### EXERCISE OBJECTIVE
Provide again, from the entries below, every line from the one containing "the display name." through the one containing "Title::Flat(self.name.clone())", exactly as written, and no other line.

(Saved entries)
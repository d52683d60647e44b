// Array files carry `f8` elements, so the scalar type stays f64.
pub type Real = f64;

use core::str::FromStr;
use std::sync::OnceLock;

/// Length below which a rotation axis counts as undefined, and the slack
/// allowed when checking that a normal has unit length.
///
/// `1e-9` unless `MESH_NORMALS_TOLERANCE` was set when the crate was built
/// or [`set_tolerance`] ran first.
static TOLERANCE_CELL: OnceLock<Real> = OnceLock::new();

const DEFAULT_TOLERANCE: Real = 1e-9;

pub fn tolerance() -> Real {
    *TOLERANCE_CELL.get_or_init(|| {
        option_env!("MESH_NORMALS_TOLERANCE")
            .and_then(|raw| Real::from_str(raw).ok())
            .map_or(DEFAULT_TOLERANCE, |value| value.max(Real::EPSILON))
    })
}

/// Fix the tolerance before its first use. Later calls have no effect.
pub fn set_tolerance(value: Real) {
    let _ = TOLERANCE_CELL.set(value.max(Real::EPSILON));
}

pub const PI: Real = core::f64::consts::PI;

pub const FRAC_PI_2: Real = core::f64::consts::FRAC_PI_2;
//! Error types for ingestion and catalog maintenance.

use std::path::PathBuf;

use thiserror::Error;

/// The primary error type for catalog and text-record operations.
///
/// Every failure mode callers may want to branch on gets its own
/// variant; free-text matching on messages is not supported.
#[derive(Debug, Error)]
pub enum MutunError {
    /// A block in the source file has a line count that is neither 1
    /// (a heading) nor the configured language count.
    #[error("block {index} has {found} lines (expected 1 or {expected}): {lines:?}")]
    BlockArity {
        /// 1-based block position in the source file.
        index: usize,
        expected: usize,
        found: usize,
        lines: Vec<String>,
    },

    /// The catalog file exists but is not valid JSON for the expected
    /// schema. Not downgraded to an empty catalog unless the caller
    /// explicitly opts in via `Catalog::load_or_reset`.
    #[error("catalog {path} is not parseable: {source}")]
    CorruptCatalog {
        path: PathBuf,
        #[source]
        source: serde_json::Error,
    },

    /// A text record file exists but is not valid JSON.
    #[error("text record {path} is not parseable: {source}")]
    CorruptRecord {
        path: PathBuf,
        #[source]
        source: serde_json::Error,
    },

    /// No catalog entry carries the requested id.
    #[error("no catalog entry with id '{id}'")]
    EntryNotFound { id: String },

    /// A per-language text file required for reconstruction is absent.
    #[error("missing text record: {path}")]
    MissingTextFile { path: PathBuf },

    /// The per-language text sequences for one item differ in length.
    #[error("line counts differ across languages for '{id}': {counts:?}")]
    LineCountMismatch {
        id: String,
        counts: Vec<(String, usize)>,
    },

    /// An underlying filesystem operation failed.
    #[error("I/O error at {path}: {source}")]
    Io {
        path: PathBuf,
        #[source]
        source: std::io::Error,
    },
}

impl MutunError {
    /// Attach a path to a raw I/O error.
    pub fn io(path: impl Into<PathBuf>, source: std::io::Error) -> Self {
        Self::Io {
            path: path.into(),
            source,
        }
    }
}

/// A convenience `Result` alias using [`MutunError`].
pub type Result<T> = std::result::Result<T, MutunError>;
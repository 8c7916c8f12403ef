//! mutun CLI entrypoint

use anyhow::Result;
use clap::Parser;
use tracing_subscriber::{layer::SubscriberExt, util::SubscriberInitExt, EnvFilter};

use mutun::cli::Cli;

fn main() -> Result<()> {
    // Initialize tracing
    tracing_subscriber::registry()
        .with(EnvFilter::try_from_default_env().unwrap_or_else(|_| EnvFilter::new("info")))
        .with(tracing_subscriber::fmt::layer().with_target(false))
        .init();

    // Parse and execute CLI
    let cli = Cli::parse();
    cli.execute()
}
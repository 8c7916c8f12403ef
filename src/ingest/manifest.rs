//! Item manifests.
//!
//! One YAML manifest describes one content item to ingest: its display
//! name, category, languages, and optional extras. The manifest plus a
//! raw source file is everything the pipeline needs, so the same run
//! works for any ziyarah, dua, or dhikr.

use std::collections::BTreeMap;
use std::path::Path;

use anyhow::{Context, Result};
use serde::{Deserialize, Serialize};

use crate::library::{slug_from_title, Title};

fn default_languages() -> Vec<String> {
    vec![
        "ar".to_string(),
        "transliteration".to_string(),
        "en".to_string(),
    ]
}

/// Description of one content item.
#[derive(Debug, Clone, Serialize, Deserialize)]
pub struct ItemManifest {
    /// Display name; the slug id is derived from it.
    pub name: String,

    /// Category directory the item belongs to (duas, ziyarah, dhikr, ...).
    pub category: String,

    #[serde(default)]
    pub description: String,

    /// Language codes in source-column order.
    #[serde(default = "default_languages")]
    pub languages: Vec<String>,

    /// Per-language display names (e.g. the Arabic title). Languages
    /// without an entry fall back to `name`.
    #[serde(default)]
    pub title_translations: BTreeMap<String, String>,

    #[serde(default)]
    pub audio_id: Option<String>,

    #[serde(default)]
    pub item_type: Option<String>,
}

impl ItemManifest {
    /// Load a manifest from a YAML file.
    pub fn from_file(path: &Path) -> Result<Self> {
        let content = std::fs::read_to_string(path)
            .with_context(|| format!("Failed to read manifest: {}", path.display()))?;

        let manifest: Self = serde_yaml::from_str(&content)
            .with_context(|| format!("Failed to parse manifest: {}", path.display()))?;
        manifest.validate()?;
        Ok(manifest)
    }

    /// Validate manifest contents.
    pub fn validate(&self) -> Result<()> {
        if self.name.trim().is_empty() {
            anyhow::bail!("Manifest name cannot be empty");
        }
        if self.category.trim().is_empty() {
            anyhow::bail!("Manifest category cannot be empty");
        }
        if self.languages.is_empty() {
            anyhow::bail!("Manifest must declare at least one language");
        }
        Ok(())
    }

    /// Slug id derived from the display name.
    pub fn id(&self) -> String {
        slug_from_title(&self.name)
    }

    /// Display title for one language.
    pub fn title_for(&self, language: &str) -> &str {
        self.title_translations
            .get(language)
            .map(String::as_str)
            .unwrap_or(&self.name)
    }

    /// Catalog title: a per-language map when translations exist,
    /// otherwise the flat name.
    pub fn catalog_title(&self) -> Title {
        if self.title_translations.is_empty() {
            Title::Flat(self.name.clone())
        } else {
            let map = self
                .languages
                .iter()
                .map(|lang| (lang.clone(), self.title_for(lang).to_string()))
                .collect();
            Title::PerLanguage(map)
        }
    }
}
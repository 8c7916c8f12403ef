//! Command-line interface for mutun.
//!
//! Provides commands for ingesting raw source files, renaming items,
//! rebuilding raw sources from stored records, and re-sorting catalogs.

use std::path::PathBuf;

use anyhow::{Context, Result};
use clap::{Parser, Subcommand};

use crate::config::{load_config, ResolvedConfig};
use crate::ingest::{ItemManifest, Pipeline};

/// mutun - multilingual devotional-text ingestion toolkit
#[derive(Parser, Debug)]
#[command(name = "mutun")]
#[command(author, version, about, long_about = None)]
pub struct Cli {
    #[command(subcommand)]
    pub command: Commands,
}

#[derive(Subcommand, Debug)]
pub enum Commands {
    /// Ingest a raw source file described by an item manifest
    Add {
        /// Item manifest (defaults to the configured manifest path)
        #[arg(short, long)]
        manifest: Option<PathBuf>,

        /// Raw source file (defaults to the configured input path)
        #[arg(short, long)]
        input: Option<PathBuf>,

        /// Replace an unparseable catalog with an empty one instead of
        /// failing. Discards every existing entry.
        #[arg(long)]
        reset_corrupt: bool,
    },

    /// Rename an item and/or replace its description
    Rename {
        /// Current item id
        id: String,

        /// New display title (the id is re-derived from it)
        #[arg(short, long)]
        title: Option<String>,

        /// New description
        #[arg(short, long)]
        description: Option<String>,

        /// Category (defaults to the configured category)
        #[arg(short, long)]
        category: Option<String>,
    },

    /// Rebuild a raw source file from the stored text records
    RebuildRaw {
        /// Item id
        id: String,

        /// Category (defaults to the configured category)
        #[arg(short, long)]
        category: Option<String>,

        /// Output file (defaults to the configured input path)
        #[arg(short, long)]
        output: Option<PathBuf>,
    },

    /// Re-sort a catalog file by id
    Sort {
        /// Category (defaults to the configured category)
        #[arg(short, long)]
        category: Option<String>,
    },

    /// Show resolved configuration (debug)
    Config,
}

impl Cli {
    /// Execute the CLI command
    pub fn execute(self) -> Result<()> {
        let config = load_config()?;
        let pipeline = Pipeline::new(config.root.clone(), config.prefixes.clone());

        match self.command {
            Commands::Add {
                manifest,
                input,
                reset_corrupt,
            } => {
                let manifest_path = manifest.unwrap_or_else(|| config.default_manifest.clone());
                let input_path = input.unwrap_or_else(|| config.default_input.clone());

                let manifest = ItemManifest::from_file(&manifest_path)?;
                let entry = pipeline
                    .ingest(&manifest, &input_path, reset_corrupt)
                    .with_context(|| format!("Failed to ingest '{}'", manifest.name))?;

                println!("Added: {}", entry.id);
                println!("  Category:  {}", manifest.category);
                println!("  Blocks:    {}", entry.total_lines);
                println!(
                    "  Text:      {}",
                    entry
                        .total_lines_text
                        .map(|n| n.to_string())
                        .unwrap_or_else(|| "-".to_string())
                );
                println!("  Languages: {}", entry.languages.join(", "));
                Ok(())
            }
            Commands::Rename {
                id,
                title,
                description,
                category,
            } => {
                let category = config.category(category.as_deref())?;
                let new_id = pipeline
                    .rename(category, &id, title.as_deref(), description.as_deref())
                    .with_context(|| format!("Failed to rename '{id}'"))?;

                if new_id == id {
                    println!("Updated: {id}");
                } else {
                    println!("Renamed: {id} -> {new_id}");
                }
                Ok(())
            }
            Commands::RebuildRaw {
                id,
                category,
                output,
            } => {
                let category = config.category(category.as_deref())?;
                let output = output.unwrap_or_else(|| config.default_input.clone());

                let blocks = pipeline
                    .rebuild_raw(category, &id, &output)
                    .with_context(|| format!("Failed to rebuild raw source for '{id}'"))?;

                println!("Rebuilt {} with {} blocks", output.display(), blocks);
                Ok(())
            }
            Commands::Sort { category } => {
                let category = config.category(category.as_deref())?;
                let entries = pipeline
                    .sort_catalog(category)
                    .with_context(|| format!("Failed to sort catalog for '{category}'"))?;

                println!("Sorted {entries} entries in {category}/index.json");
                Ok(())
            }
            Commands::Config => {
                show_config(&config);
                Ok(())
            }
        }
    }
}

fn show_config(config: &ResolvedConfig) {
    println!("Resolved configuration:");
    println!("  Root:      {}", config.root.display());
    println!(
        "  Category:  {}",
        config.default_category.as_deref().unwrap_or("(none)")
    );
    println!("  Input:     {}", config.default_input.display());
    println!("  Manifest:  {}", config.default_manifest.display());
    println!("  Prefixes:  {:?}", config.prefixes.prefixes);
    match &config.config_file {
        Some(path) => println!("  Config:    {}", path.display()),
        None => println!("  Config:    (none found)"),
    }
}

### YOUR RESPONSE
    /// Slug id derived from the display name.
    pub fn id(&self) -> String {
        slug_from_title(&self.name)
    }

    /// Display title for one language.
    pub fn title_for(&self, language: &str) -> &str {
        self.title_translations
            .get(language)
            .map(String::as_str)
            .unwrap_or(&self.name)
    }

    /// Catalog title: a per-language map when translations exist,
    /// otherwise the flat name.
    pub fn catalog_title(&self) -> Title {
        if self.title_translations.is_empty() {
            Title::Flat(self.name.clone())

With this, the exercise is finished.